Education-Based Inequality Increased In 2010

I usually don’t like graphs with lots of lines, but this one is too important to pass up.

This chart shows median weekly wages for full-time wage and salary workers, adjusted for inflation, and indexed to 2000 (the data comes from the BLS   “usual weekly earnings” series). There are three things to take away from this chart. 

*First, the wage gap between holders of advanced degrees and everyone else widened in 2010.

*Second, workers with advanced degrees have done much  better than everyone else over the medium run,  both since 2000 and since the Great Recession started in 2007. For example, since  2007,  real weekly wages for advanced degree holders have risen by 3.8%, compared to a 0.1% decline for holders of bachelor’s degrees only.
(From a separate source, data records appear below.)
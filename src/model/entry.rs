//! Archive entry metadata.

use crate::codec::CompressionMethod;
use crate::crypto::{AES_METHOD, AesVendorVersion, EncryptionMethod, zipcrypto};
use crate::format::central::CentralDirectoryHeader;
use crate::format::extra::ExtraField;
use crate::format::{DOS_DIRECTORY_ATTRIBUTE, flags, version};
use crate::pipeline::DecodeParams;
use crate::timestamp::DosDateTime;
use crate::{Error, Result};

/// Host system value for Unix in the "version made by" high byte.
const HOST_UNIX: u16 = 3;

/// One archive member, as recorded in the central directory.
///
/// Sizes and offsets are the true values; any ZIP64 relocation has already
/// been resolved. `local_header_offset` is relative to `disk_number` as
/// stored, which for anything but a PKWARE split archive is the absolute
/// offset.
#[derive(Debug, Clone, PartialEq, Eq)]
pub struct Entry {
    /// Name, forward-slash separated. Directories end with `/`.
    pub name: String,
    /// Directory entry.
    pub is_directory: bool,
    /// Raw compression method of the plaintext (the real method for AES
    /// entries, not 99).
    pub compression_method: u16,
    /// Compression level used when the entry was written here.
    pub compression_level: Option<u32>,
    /// Encryption method.
    pub encryption: EncryptionMethod,
    /// AES vendor version, for AES entries.
    pub aes_version: Option<AesVendorVersion>,
    /// Plaintext size.
    pub uncompressed_size: u64,
    /// Stored size, encryption overhead included.
    pub compressed_size: u64,
    /// CRC-32 of the plaintext, or 0 for AE-2 entries.
    pub crc32: u32,
    /// Last modification time.
    pub last_modified: DosDateTime,
    /// Internal file attributes.
    pub internal_attributes: u16,
    /// External file attributes.
    pub external_attributes: u32,
    /// Offset of the Local File Header.
    pub local_header_offset: u64,
    /// Disk holding the Local File Header.
    pub disk_number: u32,
    /// At least one value needed ZIP64 relocation.
    pub zip64: bool,
    /// CRC and sizes follow the data in a Data Descriptor.
    pub data_descriptor: bool,
    /// Entry comment.
    pub comment: String,
    /// General purpose bit flags.
    pub flags: u16,
    /// "Version made by".
    pub version_made_by: u16,
    /// "Version needed to extract".
    pub version_needed: u16,
    pub(crate) raw_name: Vec<u8>,
    pub(crate) raw_comment: Vec<u8>,
    pub(crate) extra: ExtraField,
}

fn decode_text(bytes: &[u8]) -> String {
    String::from_utf8_lossy(bytes).into_owned()
}

impl Entry {
    /// Creates a stored, unencrypted, empty entry called `name`.
    ///
    /// Mostly useful for building a [`ZipModel`](super::ZipModel) by hand;
    /// the writer fills entries in from what it actually wrote.
    pub fn new(name: impl Into<String>) -> Self {
        let name = name.into();
        Self {
            is_directory: name.ends_with('/'),
            raw_name: name.as_bytes().to_vec(),
            name,
            compression_method: CompressionMethod::Store.id(),
            compression_level: None,
            encryption: EncryptionMethod::None,
            aes_version: None,
            uncompressed_size: 0,
            compressed_size: 0,
            crc32: 0,
            last_modified: DosDateTime::default(),
            internal_attributes: 0,
            external_attributes: 0,
            local_header_offset: 0,
            disk_number: 0,
            zip64: false,
            data_descriptor: false,
            comment: String::new(),
            flags: 0,
            version_made_by: version::MADE_BY,
            version_needed: version::DEFAULT,
            raw_comment: Vec::new(),
            extra: ExtraField::new(),
        }
    }

    /// Builds an entry from its decoded central directory header.
    ///
    /// # Errors
    ///
    /// Returns [`Error::CorruptHeader`] if an AES entry lacks its extra
    /// record or method 99 appears without the encryption flag.
    pub fn from_central(header: CentralDirectoryHeader, offset: u64) -> Result<Self> {
        let encrypted = header.flags & flags::ENCRYPTED != 0;
        let (encryption, aes_version, compression_method) = if header.compression_method == AES_METHOD {
            let aes = header.extra.aes().ok_or_else(|| {
                Error::corrupt_header(offset, "AES method without AES extra field")
            })?;
            if !encrypted {
                return Err(Error::corrupt_header(
                    offset,
                    "AES method without the encryption flag",
                ));
            }
            (
                EncryptionMethod::Aes(aes.strength),
                Some(aes.vendor_version),
                aes.compression_method,
            )
        } else if encrypted {
            (EncryptionMethod::ZipCrypto, None, header.compression_method)
        } else {
            (EncryptionMethod::None, None, header.compression_method)
        };

        let zip64 = header.needs_zip64();
        let name = decode_text(&header.name);
        let is_directory =
            name.ends_with('/') || header.external_attributes & DOS_DIRECTORY_ATTRIBUTE != 0;
        Ok(Self {
            name,
            is_directory,
            compression_method,
            compression_level: None,
            encryption,
            aes_version,
            uncompressed_size: header.uncompressed_size,
            compressed_size: header.compressed_size,
            crc32: header.crc32,
            last_modified: header.last_modified,
            internal_attributes: header.internal_attributes,
            external_attributes: header.external_attributes,
            local_header_offset: header.local_header_offset,
            disk_number: header.disk_number,
            zip64,
            data_descriptor: header.flags & flags::DATA_DESCRIPTOR != 0,
            comment: decode_text(&header.comment),
            flags: header.flags,
            version_made_by: header.version_made_by,
            version_needed: header.version_needed,
            raw_name: header.name,
            raw_comment: header.comment,
            extra: header.extra,
        })
    }

    /// Builds the central directory header for this entry.
    ///
    /// "Version needed" is raised to 4.5 when a value must be relocated.
    pub fn to_central(&self) -> CentralDirectoryHeader {
        let mut header = CentralDirectoryHeader {
            version_made_by: self.version_made_by,
            version_needed: self.version_needed,
            flags: self.flags,
            compression_method: self.stored_method(),
            last_modified: self.last_modified,
            crc32: self.crc32,
            compressed_size: self.compressed_size,
            uncompressed_size: self.uncompressed_size,
            disk_number: self.disk_number,
            internal_attributes: self.internal_attributes,
            external_attributes: self.external_attributes,
            local_header_offset: self.local_header_offset,
            name: self.raw_name.clone(),
            extra: self.extra.clone(),
            comment: self.raw_comment.clone(),
        };
        if header.needs_zip64() {
            header.version_needed = header.version_needed.max(version::ZIP64);
        }
        header
    }

    /// The method value written to headers: 99 for AES entries.
    pub fn stored_method(&self) -> u16 {
        match self.encryption {
            EncryptionMethod::Aes(_) => AES_METHOD,
            _ => self.compression_method,
        }
    }

    /// The compression method, if this build knows it.
    pub fn compression(&self) -> Option<CompressionMethod> {
        CompressionMethod::from_id(self.compression_method)
    }

    /// Returns true if the entry is encrypted.
    pub fn is_encrypted(&self) -> bool {
        self.encryption.is_encrypted()
    }

    /// Unix permission bits, if the entry was made on a Unix host.
    pub fn unix_permissions(&self) -> Option<u32> {
        (self.version_made_by >> 8 == HOST_UNIX && self.external_attributes >> 16 != 0)
            .then_some((self.external_attributes >> 16) & 0o7777)
    }

    /// Raw name bytes as stored.
    pub fn name_bytes(&self) -> &[u8] {
        &self.raw_name
    }

    /// Extra records other than ZIP64.
    pub fn extra_field(&self) -> &ExtraField {
        &self.extra
    }

    /// Parameters for the read pipeline.
    ///
    /// # Errors
    ///
    /// Returns [`Error::UnsupportedMethod`] for an unknown compression
    /// method.
    pub fn decode_params(&self) -> Result<DecodeParams<'_>> {
        let compression = self.compression().ok_or(Error::UnsupportedMethod {
            method: self.compression_method,
        })?;
        let crc32 = match (self.encryption, self.aes_version) {
            (EncryptionMethod::Aes(_), Some(AesVendorVersion::Ae2)) => None,
            _ => Some(self.crc32),
        };
        Ok(DecodeParams {
            name: &self.name,
            compression,
            encryption: self.encryption,
            compressed_size: self.compressed_size,
            uncompressed_size: self.uncompressed_size,
            crc32,
            check_byte: zipcrypto::check_byte(
                self.crc32,
                self.last_modified.time(),
                self.data_descriptor,
            ),
            lzma_end_marker: self.flags & flags::COMPRESSION_OPTION_1 != 0,
        })
    }
}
*Third, over the past ten years, the pay for a bachelor’s degree has more or less tracked the pay for high school grads. 

Now, within advanced degree holders, the pay inequality has widened as well. Take a look at this chart. The top decile–that is, the dividing line between the top 10% of advanced degree holders and everyone else–has risen 13% over the past ten years.  The median and the third quartile (top 75%) has risen by 3-4%, while the bottom 25% of advanced degree holders is actually down since 2000.

Comments

  1. The recession didn’t start till 2008, NBER marks the peak as Dec 2007. Wages had finally started going up just before that in 2007, that came to a screeching halt when the markets crashed in late 2008. Grade and degree inflation devaluing lower degrees along with the perceived benefits from specialization probably kept advanced degrees aloft a bit. All in all, that’s a very narrow growth range of -3 to 15%: wages basically tread water as health benefits ate up more and more of total compensation. Frankly, given the heavy debt and opportunity costs of advanced degrees, the fact that they only gained slightly further damns them.